Posted by Smerk  on  Wed May 18, 2005  at  01:26 AM
From the reviews I've seen I'm pretty sure it's not worth skipping work for. And let's face it, drilling a hole in one's foot is worth skipping work for.

From the Guardian review:

"Dramatically weightless... I looked blearily around the cinema and sensed thousands of scalps failing to prickle. We had all been bored into submission long ago... pointlessly long and artificially complicated... the most unconvincing evil act you can imagine, an event weirdly neutralised by the bloodless unreality that surrounds everything... A range of scandalously dull secondary characters - people such as Senator Bail Organa, played by Jimmy Smits, and Samuel L Jackson as the fiercely uninteresting Mace Windu. They are acting as if on some kind of medication... a heavy blanket of self-consciousness descends, under which they must act out the stilted myth on which depend the hopes and expectations of millions of fans... All too clearly a product of George Lucas's overweening production giant Industrial Light and Magic: no magic, little light, but an awful lot of heavy industry."

Why oh why must my pessimism about George Bloody Lucas always prove well-placed?
Posted by Paul in Prague  on  Wed May 18, 2005  at  03:55 AM
When it comes to emotional reactions, self-fulfilling prophecies have a lot of power.
Posted by cvirtue  on  Wed May 18, 2005  at  04:53 AM
Oddly enough, Cinema Blend gives it an outstanding review. I still won't bother for a few weeks if only to avoid the crowds.
Posted by Charybdis  on  Wed May 18, 2005  at  07:31 AM
I have begun hanging around my local movie house, awaiting the premiere of "DL2- Deep Llamas Down Under". I pass furtively by on a daily basis, and stand in line to see other films, only to walk away, loudly complaining upon my faux surprise that DL2 hasn't arrived yet. It's great publicity- tends to draw a crowd, plus a few uniformed gentlemen who insist that I cease and desist. I think the last announced date for the true premiere here in the states is June 1st, but that's subject to change based on the whims of Earl J. and Fernando, Los Hermanos Llamas. I can't wait; really looking forward to the radioactive flashlight duel between "Jonny Llama" and his arch-nemesis, "Dark Aereola", in the Caverns of Death scene. Ya mo be there
Posted by Hairy Houdini  on  Wed May 18, 2005  at  08:40 AM
the only way I'll see any of the star wars movies is when they play on channel 9.
Posted by star bored  on  Wed May 18, 2005  at  09:08 AM
Well, considering it's getting an 84% on Rotten Tomatoes, I'd say it's worth skipping work or school for it, if you're really a big Star Wars fan.
Posted by AqueousBoy  on  Wed May 18, 2005  at  09:34 AM
What is (are?) "Star Wars"?
Posted by Peter  on  Wed May 18, 2005  at  12:44 PM
I like this Yoda. He is like a little green booger, but he talks too funny. "A booger, I am", he says. Ha ha ha. I like him- he is silly. Rrrraoul
Posted by Raoul  on  Wed May 18, 2005  at  03:13 PM
You're right, Alex, they're all cornball publicity stunts.

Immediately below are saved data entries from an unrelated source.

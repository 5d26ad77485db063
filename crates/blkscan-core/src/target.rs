//! Proof-of-work target expansion.
//!
//! The header's 4-byte compact `bits` field packs a 256-bit target as
//! `coefficient * 2^(8*(exponent-3))`, with the exponent in the top byte
//! of the u32 and the 24-bit coefficient below it. A block is valid when
//! its header hash, interpreted as a little-endian 256-bit integer, is at
//! most the target.
//!
//! The expansion works directly on the u32 by shifting; the on-disk byte
//! view of `bits` is never re-sliced, so the two possible readings of the
//! field cannot disagree.

use serde::{Serialize, Serializer};
use std::fmt;

use crate::constants::GENESIS_BITS;
use crate::hashing::Hash256;

/// A 256-bit proof-of-work target in little-endian byte order.
#[derive(Clone, Copy, PartialEq, Eq)]
pub struct Target([u8; 32]);

impl Target {
    /// Expand the compact `bits` field into the full 256-bit target.
    ///
    /// Exponents below 3 shift the coefficient right instead; coefficient
    /// bytes that would land beyond the 256-bit range are dropped. Neither
    /// case occurs in legal mainnet headers, but the expansion stays total.
    pub fn from_compact(bits: u32) -> Self {
        let exponent = (bits >> 24) as usize;
        let coefficient = bits & 0x00FF_FFFF;
        let mut bytes = [0u8; 32];

        if exponent <= 3 {
            let shifted = coefficient >> (8 * (3 - exponent));
            bytes[..4].copy_from_slice(&shifted.to_le_bytes());
        } else {
            let coef = coefficient.to_le_bytes();
            for (i, &b) in coef[..3].iter().enumerate() {
                let pos = exponent - 3 + i;
                if pos < 32 {
                    bytes[pos] = b;
                }
            }
        }
        Self(bytes)
    }

    /// Whether `hash`, read as a little-endian 256-bit integer, is at most
    /// this target.
    pub fn allows(&self, hash: &Hash256) -> bool {
        for i in (0..32).rev() {
            if hash.0[i] != self.0[i] {
                return hash.0[i] < self.0[i];
            }
        }
        true
    }

    /// The target bytes in little-endian order.
    pub fn as_le_bytes(&self) -> &[u8; 32] {
        &self.0
    }

    /// Difficulty relative to the genesis target: how many times harder
    /// this target is than the easiest the network ever allowed.
    pub fn difficulty(&self) -> f64 {
        let own = self.to_f64();
        if own == 0.0 {
            return f64::INFINITY;
        }
        Target::from_compact(GENESIS_BITS).to_f64() / own
    }

    fn to_f64(&self) -> f64 {
        self.0
            .iter()
            .rev()
            .fold(0.0, |acc, &b| acc * 256.0 + f64::from(b))
    }
}

impl fmt::Display for Target {
    fn fmt(&self, f: &mut fmt::Formatter<'_>) -> fmt::Result {
        for byte in self.0.iter().rev() {
            write!(f, "{byte:02x}")?;
        }
        Ok(())
    }
}

impl fmt::Debug for Target {
    fn fmt(&self, f: &mut fmt::Formatter<'_>) -> fmt::Result {
        write!(f, "Target({self})")
    }
}

impl Serialize for Target {
    fn serialize<S: Serializer>(&self, serializer: S) -> Result<S::Ok, S::Error> {
        serializer.collect_str(self)
    }
}
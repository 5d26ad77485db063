//! Cursor over a seekable byte source.
//!
//! All integers in the block storage format are little-endian and unsigned;
//! this module is the single place where endianness is handled. The total
//! source length is measured once at construction so that the stream driver
//! can distinguish a partial tail from a corrupt record without consuming
//! bytes.

use std::io::{Read, Seek, SeekFrom};

use crate::error::DecodeError;

/// Stateful cursor with typed little-endian reads.
///
/// Every read fails with [`DecodeError::Truncated`] when fewer bytes remain
/// than requested, carrying the current offset for diagnostics.
pub struct ByteReader<R> {
    inner: R,
    pos: u64,
    len: u64,
}

impl<R: Read + Seek> ByteReader<R> {
    /// Wrap a byte source, measuring its total length.
    ///
    /// The source is left positioned where it was; reading starts there.
    pub fn new(mut inner: R) -> Result<Self, DecodeError> {
        let pos = inner.stream_position()?;
        let len = inner.seek(SeekFrom::End(0))?;
        inner.seek(SeekFrom::Start(pos))?;
        Ok(Self { inner, pos, len })
    }

    /// Current offset from the start of the source.
    pub fn position(&self) -> u64 {
        self.pos
    }

    /// Total length of the source in bytes.
    pub fn length(&self) -> u64 {
        self.len
    }

    /// Bytes left between the cursor and the end of the source.
    pub fn remaining(&self) -> u64 {
        self.len - self.pos
    }

    fn require(&self, wanted: u64) -> Result<(), DecodeError> {
        if self.remaining() < wanted {
            return Err(DecodeError::Truncated {
                offset: self.pos,
                wanted,
                remaining: self.remaining(),
            });
        }
        Ok(())
    }

    /// Read exactly `N` raw bytes, no endian interpretation.
    pub fn read_fixed<const N: usize>(&mut self) -> Result<[u8; N], DecodeError> {
        self.require(N as u64)?;
        let mut buf = [0u8; N];
        self.inner.read_exact(&mut buf)?;
        self.pos += N as u64;
        Ok(buf)
    }

    /// Read `len` raw bytes into a vector.
    pub fn read_bytes(&mut self, len: u64) -> Result<Vec<u8>, DecodeError> {
        self.require(len)?;
        let mut buf = vec![0u8; len as usize];
        self.inner.read_exact(&mut buf)?;
        self.pos += len;
        Ok(buf)
    }

    pub fn read_u8(&mut self) -> Result<u8, DecodeError> {
        Ok(self.read_fixed::<1>()?[0])
    }

    pub fn read_u16_le(&mut self) -> Result<u16, DecodeError> {
        Ok(u16::from_le_bytes(self.read_fixed::<2>()?))
    }

    pub fn read_u32_le(&mut self) -> Result<u32, DecodeError> {
        Ok(u32::from_le_bytes(self.read_fixed::<4>()?))
    }

    pub fn read_u64_le(&mut self) -> Result<u64, DecodeError> {
        Ok(u64::from_le_bytes(self.read_fixed::<8>()?))
    }
}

The real news story would have to be about how much money moviegoers are going to lose because they get suckered into overpaying to see a second-rate sci-fi retread.

Would someone tell me where Lucas gets these gawd-awful names for all his characters?
Posted by Big Gary in Dallas  on  Wed May 18, 2005  at  05:38 PM
Regarding the names, a lot of them are meant to be bad puns or inside jokes. He also has an affinity for names that are alphanumeric. (OB1KNOB).. Usually the really bad ones are the 'minor' characters.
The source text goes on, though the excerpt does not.